Re: Politics
The end of a long article about the fall of the Roman empire:
Nevertheless, the revenues of the state remained inadequate to
maintain the national defense. This led to further tax increases, such
as the increase in the sales tax from 1 percent to 4.5 percent in
444 A.D. (Bernardi 1970: 75). However, state revenues continued to
shrink, as taxpayers invested increasing amounts of time, effort and
money in tax evasion schemes. Thns even as tax rates rose, tax revenues
fell, hastening the decline of the Roman state (Bernardi 1970: 81—3).
In short, taxpayers evaded taxation by withdrawing from society altogether.
Large, powerful landowners, able to avoid taxation through
legal or illegal means, began to organize small communities around
them. Small landowners, crushed into bankruptcy by the heavyburden
of taxation, threw themselves at the mercy of the large landowners,
signing on as tenants or even as slaves, (Slaves, of course, paid no
taxes.) The latter phenomenon was so widespread and so injurious to
the state’s revenues, in fact, that in 368 AD. Emperor Valens declared
it illegal to renounce one’s liberty in order to place oneself under the
protection of a great landlord (Bernardi 1970: 49).
In the end, there was no money left to pay the army, build forts
or ships, or protect the frontier. The barbarian invasions, which were
the final blow to the Roman state in the fifth century, were simply
the culmination of three centuries of deterioration in the fiscal capacity
of the state to defend itself. Indeed, many Romans welcomed the
barbarians as saviors from the onerous tax burden.

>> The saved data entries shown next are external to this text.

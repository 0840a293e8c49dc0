use crate::infra::AppState;
use axum::http::{header, StatusCode};
use axum::response::IntoResponse;
use axum::Extension;
use axum::Json;
use loan_prequal::workflows::prequalification::{
    prequalification_router, ApplicationIdGenerator, Clock, PrequalificationService,
};
use serde_json::json;
use std::sync::Arc;

pub(crate) fn with_prequalification_routes<G, C>(
    service: Arc<PrequalificationService<G, C>>,
) -> axum::Router
where
    G: ApplicationIdGenerator + 'static,
    C: Clock + 'static,
{
    prequalification_router(service)
        .route("/health", axum::routing::get(healthcheck))
        .route("/ready", axum::routing::get(readiness_endpoint))
        .route("/metrics", axum::routing::get(metrics_endpoint))
}

pub(crate) async fn healthcheck() -> Json<serde_json::Value> {
    Json(json!({ "status": "ok" }))
}

pub(crate) async fn readiness_endpoint(Extension(state): Extension<AppState>) -> impl IntoResponse {
    let ready = state.readiness.load(std::sync::atomic::Ordering::Relaxed);
    let status = if ready {
        StatusCode::OK
    } else {
        StatusCode::SERVICE_UNAVAILABLE
    };

    let payload = if ready {
        json!({ "status": "ready" })
    } else {
        json!({ "status": "initializing" })
    };

    (status, Json(payload))
}

pub(crate) async fn metrics_endpoint(Extension(state): Extension<AppState>) -> impl IntoResponse {
    (
        StatusCode::OK,
        [(header::CONTENT_TYPE, "text/plain; version=0.0.4")],
        state.metrics.render(),
    )
}

#[cfg(test)]
mod tests {
    use super::*;
    use axum::body::Body;
    use axum::http::Request;
    use loan_prequal::workflows::prequalification::EligibilityConfig;
    use metrics_exporter_prometheus::PrometheusBuilder;
    use std::sync::atomic::{AtomicBool, Ordering};
    use tower::ServiceExt;

    fn app(ready: bool) -> axum::Router {
        let recorder = PrometheusBuilder::new().build_recorder();
        let state = AppState {
            readiness: Arc::new(AtomicBool::new(ready)),
            metrics: Arc::new(recorder.handle()),
        };
        let service = Arc::new(PrequalificationService::new(EligibilityConfig::default()));
        with_prequalification_routes(service).layer(Extension(state))
    }

    async fn get(app: axum::Router, uri: &str) -> (StatusCode, Vec<u8>) {
        let response = app
            .oneshot(Request::get(uri).body(Body::empty()).expect("request builds"))
            .await
            .expect("route executes");
        let status = response.status();
        let bytes = axum::body::to_bytes(response.into_body(), 64 * 1024)
            .await
            .expect("body reads");
        (status, bytes.to_vec())
    }

    #[tokio::test]
    async fn health_reports_ok() {
        let (status, body) = get(app(true), "/health").await;
        assert_eq!(status, StatusCode::OK);
        let json: serde_json::Value = serde_json::from_slice(&body).expect("json");
        assert_eq!(json, json!({ "status": "ok" }));
    }

    #[tokio::test]
    async fn readiness_follows_the_flag() {
        let (status, _) = get(app(false), "/ready").await;
        assert_eq!(status, StatusCode::SERVICE_UNAVAILABLE);

        let (status, body) = get(app(true), "/ready").await;
        assert_eq!(status, StatusCode::OK);
        let json: serde_json::Value = serde_json::from_slice(&body).expect("json");
        assert_eq!(json["status"], "ready");
    }

    #[tokio::test]
    async fn readiness_flag_can_flip_after_startup() {
        let flag = Arc::new(AtomicBool::new(false));
        let recorder = PrometheusBuilder::new().build_recorder();
        let state = AppState {
            readiness: flag.clone(),
            metrics: Arc::new(recorder.handle()),
        };
        let service = Arc::new(PrequalificationService::new(EligibilityConfig::default()));
        let app = with_prequalification_routes(service).layer(Extension(state));

        flag.store(true, Ordering::Release);
        let (status, _) = get(app, "/ready").await;
        assert_eq!(status, StatusCode::OK);
    }

    #[tokio::test]
    async fn metrics_render_as_prometheus_text() {
        let (status, _) = get(app(true), "/metrics").await;
        assert_eq!(status, StatusCode::OK);
    }

    #[tokio::test]
    async fn loan_route_is_mounted_alongside_operational_routes() {
        let request = Request::post("/api/v1/loans")
            .header(header::CONTENT_TYPE, "application/json")
            .body(Body::from("{}"))
            .expect("request builds");
        let response = app(true).oneshot(request).await.expect("route executes");
        assert_eq!(response.status(), StatusCode::BAD_REQUEST);
    }
}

Although the fall of Rome appears as a cataclysmic event in history,
for the bulk of Roman citizens it had little impact on their way of
life. As Henri Pirenne (1939: 33—62) has pointed out, once the invaders
effectively had displaced the Roman government they settled into
governing themselves. At this point, they no longer had any incentive
to pillage, but rather sought to provide peace and stability in the areas
they controlled. After all, the wealthier their subjects the greater their
taxpaying capacity.
In conclusion, the fall of Rome was fundamentally due to economic
deterioration resulting from excessive taxation, inflation, and overregulation.
Higher and higher taxes failed to raise additional revenues
because wealthier taxpayers could evade such taxes while the middle
class—and its taxpaying capacity—were exterminated. Although the
final demise of the Roman Empire in the West (its Eastern half
continued on as the Byzantine Empire) was an event of great historical
importance, for most Romans it was a relief.